* [Your objective]: Here is the task for the records below: repeat exactly the lines from the one with "cpuset README Example" to the one with "use std::io;", both included, and nothing else.

++++++

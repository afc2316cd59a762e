//! Example that demonstrates the usage shown in the package documentation.
//!
//! This shows how to parse CPU set expressions, accumulate them and render them again.

use cpuset::{CpuSet, Mode};

fn main() {
    println!("=== cpuset README Example ===");

    let selected_processors = cpuset::parse("0-9,32-35 40", Mode::Strict).unwrap();
    assert_eq!(
        selected_processors.iter().collect::<Vec<_>>(),
        vec![0, 1, 2, 3, 4, 5, 6, 7, 8, 9, 32, 33, 34, 35, 40]
    );

    println!("Selected processors: {selected_processors}");
    println!("As ranges: {}", selected_processors.to_range_string());

    let mut affinity = CpuSet::new();
    affinity.extend_from_str("0-1").unwrap();
    affinity.extend_from_str("8").unwrap();
    println!("Accumulated affinity: {affinity}");

    #[cfg(target_os = "linux")]
    {
        let mask = cpuset::KernelMask::probe().unwrap();
        println!(
            "Kernel affinity masks need room for {} processors",
            mask.cpu_capacity()
        );
    }

    println!("README example completed successfully!");
}
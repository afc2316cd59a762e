use std::collections::TryReserveError;
use std::io;

use thiserror::Error;

use crate::MAX_CPU_INDEX_EXCLUSIVE;

/// Errors that can occur when building, parsing or sizing CPU sets.
#[derive(Debug, Error)]
#[non_exhaustive]
pub enum Error {
    /// The caller provided a supposed CPU set expression but it did not match the expected format.
    #[error("invalid CPU set syntax: '{invalid_value}' is invalid: {problem}")]
    InvalidSyntax {
        /// The specific value that was invalid. This may either be the entire expression
        /// or a single token of it, depending on the problem.
        invalid_value: String,

        /// A human-readable description of the problem.
        problem: String,
    },

    /// A CPU index was at or above the highest index any supported kernel can address.
    #[error("CPU index {index} is out of range, the maximum supported index is {}", MAX_CPU_INDEX_EXCLUSIVE - 1)]
    IndexOutOfRange {
        /// The index that was rejected.
        index: u32,
    },

    /// Memory for the backing storage of a set or mask could not be allocated.
    #[error("failed to allocate storage: {0}")]
    Allocation(#[from] TryReserveError),

    /// The operating system rejected an affinity query for a reason other than the
    /// buffer being too small.
    #[error("host affinity query failed: {0}")]
    HostQuery(#[source] io::Error),
}

impl Error {
    pub(crate) fn invalid_syntax(invalid_value: impl Into<String>, problem: impl Into<String>) -> Self {
        Self::InvalidSyntax {
            invalid_value: invalid_value.into(),
            problem: problem.into(),
        }
    }
}

/// A specialized `Result` type for CPU set operations, returning the crate's
/// [`Error`] type as the error value.
pub(crate) type Result<T> = std::result::Result<T, Error>;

++++++

* [Exercise output]:
    println!("=== cpuset README Example ===");

    let selected_processors = cpuset::parse("0-9,32-35 40", Mode::Strict).unwrap();
    assert_eq!(
        selected_processors.iter().collect::<Vec<_>>(),
        vec![0, 1, 2, 3, 4, 5, 6, 7, 8, 9, 32, 33, 34, 35, 40]
    );

    println!("Selected processors: {selected_processors}");
    println!("As ranges: {}", selected_processors.to_range_string());

    let mut affinity = CpuSet::new();
    affinity.extend_from_str("0-1").unwrap();
    affinity.extend_from_str("8").unwrap();
    println!("Accumulated affinity: {affinity}");

    #[cfg(target_os = "linux")]
    {
        let mask = cpuset::KernelMask::probe().unwrap();
        println!(
            "Kernel affinity masks need room for {} processors",
            mask.cpu_capacity()
        );
    }

    println!("README example completed successfully!");
}
repository afc2316cd59a762e
use std::collections::TryReserveError;
use std::io;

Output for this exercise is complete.